━━ The input ━━
/// What happens when playback reaches either end of the document.
#[derive(Debug, Clone, Copy, PartialEq, Eq, Default)]
pub enum RepeatMode {
    /// Play once and stop at the end.
    Once,
    /// Wrap around to the other end.
    #[default]
    Loop,
    /// Reverse direction at each end.
    PingPong,
    /// Play this many passes, then stop at the end.
    Count(u32),
}

impl std::fmt::Display for RepeatMode {
    fn fmt(&self, f: &mut std::fmt::Formatter<'_>) -> std::fmt::Result {
        match self {
            RepeatMode::Once => write!(f, "once"),
            RepeatMode::Loop => write!(f, "loop"),
            RepeatMode::PingPong => write!(f, "ping-pong"),
            RepeatMode::Count(n) => write!(f, "count({})", n),
        }
    }
}

/// Where elapsed time comes from. Pausing freezes the reading instead of
/// setting a flag next to a still-running start time.
#[derive(Debug, Clone, Copy, PartialEq)]
enum ClockAnchor {
    /// `elapsed = offset + (now - since) * velocity`.
    Running { since: Timestamp, offset: Duration },
    Frozen { elapsed: Duration },
}

/// A raw position after the repeat mode has been applied.
#[derive(Debug, Clone, Copy)]
struct Folded {
    position: f64,
    /// Ends crossed on the way.
    passes: u64,
    /// Direction flips (ping-pong only).
    reversed: bool,
    /// Playback stops here.
    stopped: bool,
}

/// Per-frame attribute values, keyed by element id then attribute name.
#[derive(Debug, Clone, Default, PartialEq)]
pub struct AttributeOverrides {
    map: HashMap<String, BTreeMap<String, AttributeValue>>,
}

impl AttributeOverrides {
    pub fn get(&self, target_id: &str, attribute: &str) -> Option<&AttributeValue> {
        self.map.get(target_id)?.get(attribute)
    }

    pub fn insert(&mut self, target_id: &str, attribute: &str, value: AttributeValue) {
        self.map
            .entry(target_id.to_string())
            .or_default()
            .insert(attribute.to_string(), value);
    }

    pub fn len(&self) -> usize {
        self.map.values().map(BTreeMap::len).sum()
    }

    pub fn is_empty(&self) -> bool {
        self.map.is_empty()
    }
}
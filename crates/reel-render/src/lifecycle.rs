//! Ownership and per-frame discipline for the active presentation backend.

use std::sync::atomic::{AtomicBool, Ordering};
use std::sync::Arc;

use reel_core::{FrameBuffer, ReelError, ReelResult};

use crate::backend::{Acquire, BackendKind, Drawable, OutputTarget, PresentBackend};

/// Closed once teardown starts; no drawable is handed out after that.
#[derive(Debug, Clone, Default)]
pub struct ShutdownGate {
    closed: Arc<AtomicBool>,
}

impl ShutdownGate {
    pub fn new() -> Self {
        Self::default()
    }

    pub fn close(&self) {
        self.closed.store(true, Ordering::Release);
    }

    pub fn is_open(&self) -> bool {
        !self.closed.load(Ordering::Acquire)
    }
}

/// Owns the active backend and enforces the drawable rules around it:
/// one acquisition per frame, and every drawable presented or discarded
/// before the next frame begins.
pub struct BackendManager {
    backend: Option<Box<dyn PresentBackend>>,
    target: OutputTarget,
    gate: ShutdownGate,
    frame: u64,
    acquired_this_frame: bool,
    outstanding: Option<u64>,
    leaked: u64,
}

impl BackendManager {
    pub fn new(target: OutputTarget, gate: ShutdownGate) -> Self {
        Self {
            backend: None,
            target,
            gate,
            frame: 0,
            acquired_this_frame: false,
            outstanding: None,
            leaked: 0,
        }
    }

    pub fn target(&self) -> &OutputTarget {
        &self.target
    }

    pub fn kind(&self) -> Option<BackendKind> {
        self.backend.as_ref().map(|b| b.kind())
    }

    pub fn backend_name(&self) -> Option<&str> {
        self.backend.as_deref().map(|b| b.name())
    }

    pub fn frame(&self) -> u64 {
        self.frame
    }

    pub fn leaked_drawables(&self) -> u64 {
        self.leaked
    }

    /// Initialize `backend` against the current target and make it active.
    /// Any previously active backend is torn down first.
    pub fn install(&mut self, mut backend: Box<dyn PresentBackend>) -> ReelResult<()> {
        if !self.gate.is_open() {
            return Err(ReelError::BackendInit("player is shutting down".into()));
        }
        self.release_backend();
        backend.initialize(&self.target)?;
        tracing::info!(backend = backend.name(), "presentation backend active");
        self.backend = Some(backend);
        Ok(())
    }

    fn backend(&mut self) -> ReelResult<&mut Box<dyn PresentBackend>> {
        self.backend
            .as_mut()
            .ok_or_else(|| ReelError::BackendFailed("no active backend".into()))
    }

    /// Start a new frame. A drawable left over from the previous frame
    /// counts as leaked and its image goes back to the backend.
    pub fn begin_frame(&mut self) -> bool {
        self.frame += 1;
        self.acquired_this_frame = false;
        match self.outstanding.take() {
            Some(serial) => {
                self.leaked += 1;
                tracing::warn!(
                    serial,
                    frame = self.frame,
                    "drawable was neither presented nor discarded"
                );
                if let Some(backend) = self.backend.as_mut() {
                    backend.reclaim(serial);
                }
                true
            }
            None => false,
        }
    }

    /// Acquire this frame's drawable.
    ///
    /// Fails with [`ReelError::DrawableUnavailable`] when the backend has
    /// nothing to hand out right now, and with [`ReelError::InvalidArgument`]
    /// on a second acquisition in the same frame.
    pub fn acquire_drawable(&mut self) -> ReelResult<Drawable> {
        if !self.gate.is_open() {
            return Err(ReelError::BackendFailed("player is shutting down".into()));
        }
        if self.acquired_this_frame {
            return Err(ReelError::InvalidArgument(format!(
                "drawable already acquired in frame {}",
                self.frame
            )));
        }
        self.acquired_this_frame = true;
        match self.backend()?.acquire_drawable()? {
            Acquire::Ready(drawable) => {
                self.outstanding = Some(drawable.serial());
                Ok(drawable)
            }
            Acquire::Unavailable => Err(ReelError::DrawableUnavailable),
        }
    }

    pub fn present(&mut self, drawable: Drawable, frame: &FrameBuffer) -> ReelResult<()> {
        self.settle(&drawable);
        self.backend()?.present(drawable, frame)
    }

    pub fn discard(&mut self, drawable: Drawable) {
        self.settle(&drawable);
        if let Some(backend) = self.backend.as_mut() {
            backend.discard(drawable);
        }
    }

    fn settle(&mut self, drawable: &Drawable) {
        if self.outstanding == Some(drawable.serial()) {
            self.outstanding = None;
        }
    }

    pub fn resize(&mut self, width: u32, height: u32) -> ReelResult<()> {
        self.target.width = width;
        self.target.height = height;
        match self.backend.as_mut() {
            Some(backend) => backend.resize(width, height),
            None => Ok(()),
        }
    }

    pub fn set_vsync(&mut self, enabled: bool) -> ReelResult<()> {
        self.target.vsync = enabled;
        match self.backend.as_mut() {
            Some(backend) => backend.set_vsync(enabled),
            None => Ok(()),
        }
    }

    /// Finish outstanding work, then read the last presented frame.
    pub fn screenshot(&mut self) -> ReelResult<Option<FrameBuffer>> {
        let backend = self.backend()?;
        backend.synchronize()?;
        backend.read_back()
    }

    /// Tear down the active backend, leaving the manager usable.
    pub fn release_backend(&mut self) {
        if let Some(mut backend) = self.backend.take() {
            tracing::debug!(backend = backend.name(), "releasing backend");
            backend.teardown();
        }
        self.outstanding = None;
    }

    /// Close the gate and tear everything down. Idempotent.
    pub fn teardown(&mut self) {
        self.gate.close();
        self.release_backend();
    }
}

impl std::fmt::Debug for BackendManager {
    fn fmt(&self, f: &mut std::fmt::Formatter<'_>) -> std::fmt::Result {
        f.debug_struct("BackendManager")
            .field("backend", &self.backend_name())
            .field("target", &self.target)
            .field("frame", &self.frame)
            .field("outstanding", &self.outstanding)
            .finish()
    }
}

impl Drop for BackendManager {
    fn drop(&mut self) {
        self.teardown();
    }
}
━━━
Task directions >> Starting with the first line of the records above, give back each line exactly until the line with "pub fn len(&self)" has been given as well.

Your solution >>
/// What happens when playback reaches either end of the document.
#[derive(Debug, Clone, Copy, PartialEq, Eq, Default)]
pub enum RepeatMode {
    /// Play once and stop at the end.
    Once,
    /// Wrap around to the other end.
    #[default]
    Loop,
    /// Reverse direction at each end.
    PingPong,
    /// Play this many passes, then stop at the end.
    Count(u32),
}

impl std::fmt::Display for RepeatMode {
    fn fmt(&self, f: &mut std::fmt::Formatter<'_>) -> std::fmt::Result {
        match self {
            RepeatMode::Once => write!(f, "once"),
            RepeatMode::Loop => write!(f, "loop"),
            RepeatMode::PingPong => write!(f, "ping-pong"),
            RepeatMode::Count(n) => write!(f, "count({})", n),
        }
    }
}

/// Where elapsed time comes from. Pausing freezes the reading instead of
/// setting a flag next to a still-running start time.
#[derive(Debug, Clone, Copy, PartialEq)]
enum ClockAnchor {
    /// `elapsed = offset + (now - since) * velocity`.
    Running { since: Timestamp, offset: Duration },
    Frozen { elapsed: Duration },
}

/// A raw position after the repeat mode has been applied.
#[derive(Debug, Clone, Copy)]
struct Folded {
    position: f64,
    /// Ends crossed on the way.
    passes: u64,
    /// Direction flips (ping-pong only).
    reversed: bool,
    /// Playback stops here.
    stopped: bool,
}

/// Per-frame attribute values, keyed by element id then attribute name.
#[derive(Debug, Clone, Default, PartialEq)]
pub struct AttributeOverrides {
    map: HashMap<String, BTreeMap<String, AttributeValue>>,
}

impl AttributeOverrides {
    pub fn get(&self, target_id: &str, attribute: &str) -> Option<&AttributeValue> {
        self.map.get(target_id)?.get(attribute)
    }

    pub fn insert(&mut self, target_id: &str, attribute: &str, value: AttributeValue) {
        self.map
            .entry(target_id.to_string())
            .or_default()
            .insert(attribute.to_string(), value);
    }

    pub fn len(&self) -> usize {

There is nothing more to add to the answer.